Evolutionary psychologist Geoffrey Miller’s Tweet is worth considering, repeatedly:
How many of these ancestors are there? Well . . . just move up your family tree 20 generations and you will find more than one million great great great . . . grandparents. And they all had to find each other and mate at the right time or else you wouldn’t be sitting there reading this. This is one of the many cases where facts are more amazing than any fiction you could ever concoct.
I’ve long been fascinated by this thought experiment. Imagine driving along the highway passing your chronologically arranged ancestors, all standing in a line. What would that be like?
I like to trace my family tree back to the first bacterium. Which means I have a really big family, and I am never alone on this planet.
Ruth: Doesn’t that put you into a moral quandary if a doctor tries to prescribe an antibiotic for you based on a bacterial infection?

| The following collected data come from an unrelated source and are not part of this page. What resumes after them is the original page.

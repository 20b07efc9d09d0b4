use crate::config::SuggestionConfig;
use crate::data::{BlocksByDate, ScoringError, SlotSuggestion, WorkingHours};
use crate::heat::HeatMap;
use crate::mask::{end_time_mask, start_time_mask, Masked};
use crate::time::{local_midnight, Resolution};
use crate::vector::DayVector;
use chrono::{DateTime, Datelike, Duration, NaiveDate, NaiveTime, Utc};
use chrono_tz::Tz;
use itertools::Itertools;
use log::{debug, trace};
#[cfg(feature = "rayon")]
use rayon::prelude::*;

/// A validated search: where to look, how long the meeting runs, and how many
/// suggestions to return.
#[derive(Debug, Clone, PartialEq)]
pub struct SearchWindow {
    pub timezone: Tz,
    pub start: DateTime<Utc>,
    pub end: DateTime<Utc>,
    pub duration: Duration,
    pub count: usize,
}

impl SearchWindow {
    /// First and last local dates the half-open range `[start, end)` occupies.
    /// An `end` on local midnight does not occupy the date it falls on.
    pub fn date_span(&self) -> Option<(NaiveDate, NaiveDate)> {
        let start = self.start.with_timezone(&self.timezone);
        let end = self.end.with_timezone(&self.timezone);

        let first = start.date_naive();
        let last = if end.time() == NaiveTime::default() {
            end.date_naive().pred_opt()?
        } else {
            end.date_naive()
        };

        if last < first {
            None
        } else {
            Some((first, last))
        }
    }

    pub fn dates(&self) -> Vec<NaiveDate> {
        match self.date_span() {
            Some((first, last)) => first.iter_days().take_while(|date| *date <= last).collect(),
            None => vec![],
        }
    }
}

struct DayContext<'a> {
    heat: &'a HeatMap,
    working_hours: &'a WorkingHours,
    blocks: &'a BlocksByDate,
    window: &'a SearchWindow,
    config: &'a SuggestionConfig,
    resolution: Resolution,
    first: NaiveDate,
    last: NaiveDate,
}

impl DayContext<'_> {
    fn boundary(&self, date: NaiveDate) -> Result<DayVector, ScoringError> {
        let size = self.resolution.size();
        let mut boundary = DayVector::ones(size);

        if date == self.first {
            let start = self.window.start.with_timezone(&self.window.timezone).time();
            boundary = boundary.multiply(&start_time_mask(start, self.resolution)?)?;
        }

        let end = self.window.end.with_timezone(&self.window.timezone);
        if date == self.last && end.time() != NaiveTime::default() {
            boundary = boundary.multiply(&end_time_mask(end.time(), self.resolution)?)?;
        }

        Ok(boundary)
    }

    /// Availability of one date: heat re-weights it, everything else gates it.
    fn signal(&self, date: NaiveDate) -> Result<DayVector, ScoringError> {
        let size = self.resolution.size();
        let tz = &self.window.timezone;

        let boundary = self.boundary(date)?;
        let working = self
            .working_hours
            .get(date.weekday())
            .mask(date, tz, self.config)?;
        let blocks = match self.blocks.get(&date) {
            Some(blocks) => blocks.as_slice().mask(date, tz, self.config)?,
            None => DayVector::ones(size),
        };
        let heat = self
            .heat
            .lookup(date)
            .cloned()
            .unwrap_or_else(|| DayVector::ones(size));

        DayVector::ones(size)
            .multiply(&heat)?
            .multiply(&boundary)?
            .multiply(&working)?
            .multiply(&blocks)
    }
}

/// Picks at most `count` candidates in descending score order, earliest start
/// first among equal scores. Zero scores never qualify. Unless
/// `allow_overlap`, a candidate sharing an interval with one already taken is
/// skipped.
fn rank(scores: &DayVector, width: usize, count: usize, allow_overlap: bool) -> Vec<(usize, f64)> {
    let mut taken: Vec<(usize, f64)> = Vec::with_capacity(count.min(scores.len()));

    for (index, score) in scores
        .iter()
        .copied()
        .enumerate()
        .filter(|(_, score)| *score > 0.0)
        .sorted_by(|a, b| b.1.total_cmp(&a.1))
    {
        if taken.len() == count {
            break;
        }

        let overlaps = taken
            .iter()
            .any(|(other, _)| index < other + width && *other < index + width);

        if allow_overlap || !overlaps {
            taken.push((index, score));
        }
    }

    taken
}

/// Scores every possible start of a `window.duration` meeting inside the
/// window and returns the best `window.count` of them.
///
/// The window is assumed valid (positive duration, end not before start);
/// `SuggestionRequest::resolve` is where that is checked. Fewer than `count`
/// suggestions come back when the calendar has no more room.
///
/// # Errors
/// Propagates `DimensionMismatch` when a heat vector does not match the
/// configured resolution, and `InvalidArgument` from mask construction.
pub fn suggest(
    heat: &HeatMap,
    working_hours: &WorkingHours,
    blocks: &BlocksByDate,
    window: &SearchWindow,
    config: &SuggestionConfig,
) -> Result<Vec<SlotSuggestion>, ScoringError> {
    let resolution = config.resolution()?;
    let width = resolution.intervals_for(window.duration);

    let (first, last) = match window.date_span() {
        Some(span) => span,
        None => return Ok(vec![]),
    };
    let dates = window.dates();

    let context = DayContext {
        heat,
        working_hours,
        blocks,
        window,
        config,
        resolution,
        first,
        last,
    };

    #[cfg(feature = "rayon")]
    let days = dates
        .par_iter()
        .map(|date| context.signal(*date))
        .collect::<Result<Vec<_>, _>>()?;
    #[cfg(not(feature = "rayon"))]
    let days = dates
        .iter()
        .map(|date| context.signal(*date))
        .collect::<Result<Vec<_>, _>>()?;

    let timeline = DayVector::concat(days);
    let scores = timeline.zip_multiplying(width)?;
    trace!(
        "scored {} candidate starts over {} days",
        scores.len(),
        dates.len()
    );

    let ranked = rank(&scores, width, window.count, config.allow_overlap);
    debug!(
        "kept {} of {} requested suggestions between {} and {}",
        ranked.len(),
        window.count,
        window.start,
        window.end
    );

    let size = resolution.size();
    let interval = resolution.interval();

    ranked
        .into_iter()
        .map(|(index, score)| {
            // each date starts at its own local midnight, which moves across DST
            let midnight = local_midnight(dates[index / size], &window.timezone)?;
            let start = midnight.with_timezone(&Utc) + interval * (index % size) as i32;

            Ok(SlotSuggestion {
                start,
                end: start + window.duration,
                score,
            })
        })
        .collect()
}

Ruth: I do something similar. I consciously embrace trees as my cousins. https://dangerousintersection.org/2008/10/27/macro-oregon-one-final-walk-through-washington-park/
Re: moral quandary. Good question, and thank you for posing it! It’s not exactly a quandary for me, but there is that little thing about existence being dependent on taking the life of other beings, whether it’s bacteria, plants, animals, or fungi.
For me, part of spiritual practice is daily acknowledging my debt to all those who keep me alive, and having reverence for both the dark and the light aspects of the overall life process here on Earth. The ancient image of the circular serpent with its tail in its mouth (the Uroboros) is, for me, about this self-devouring cycle of life on the planet.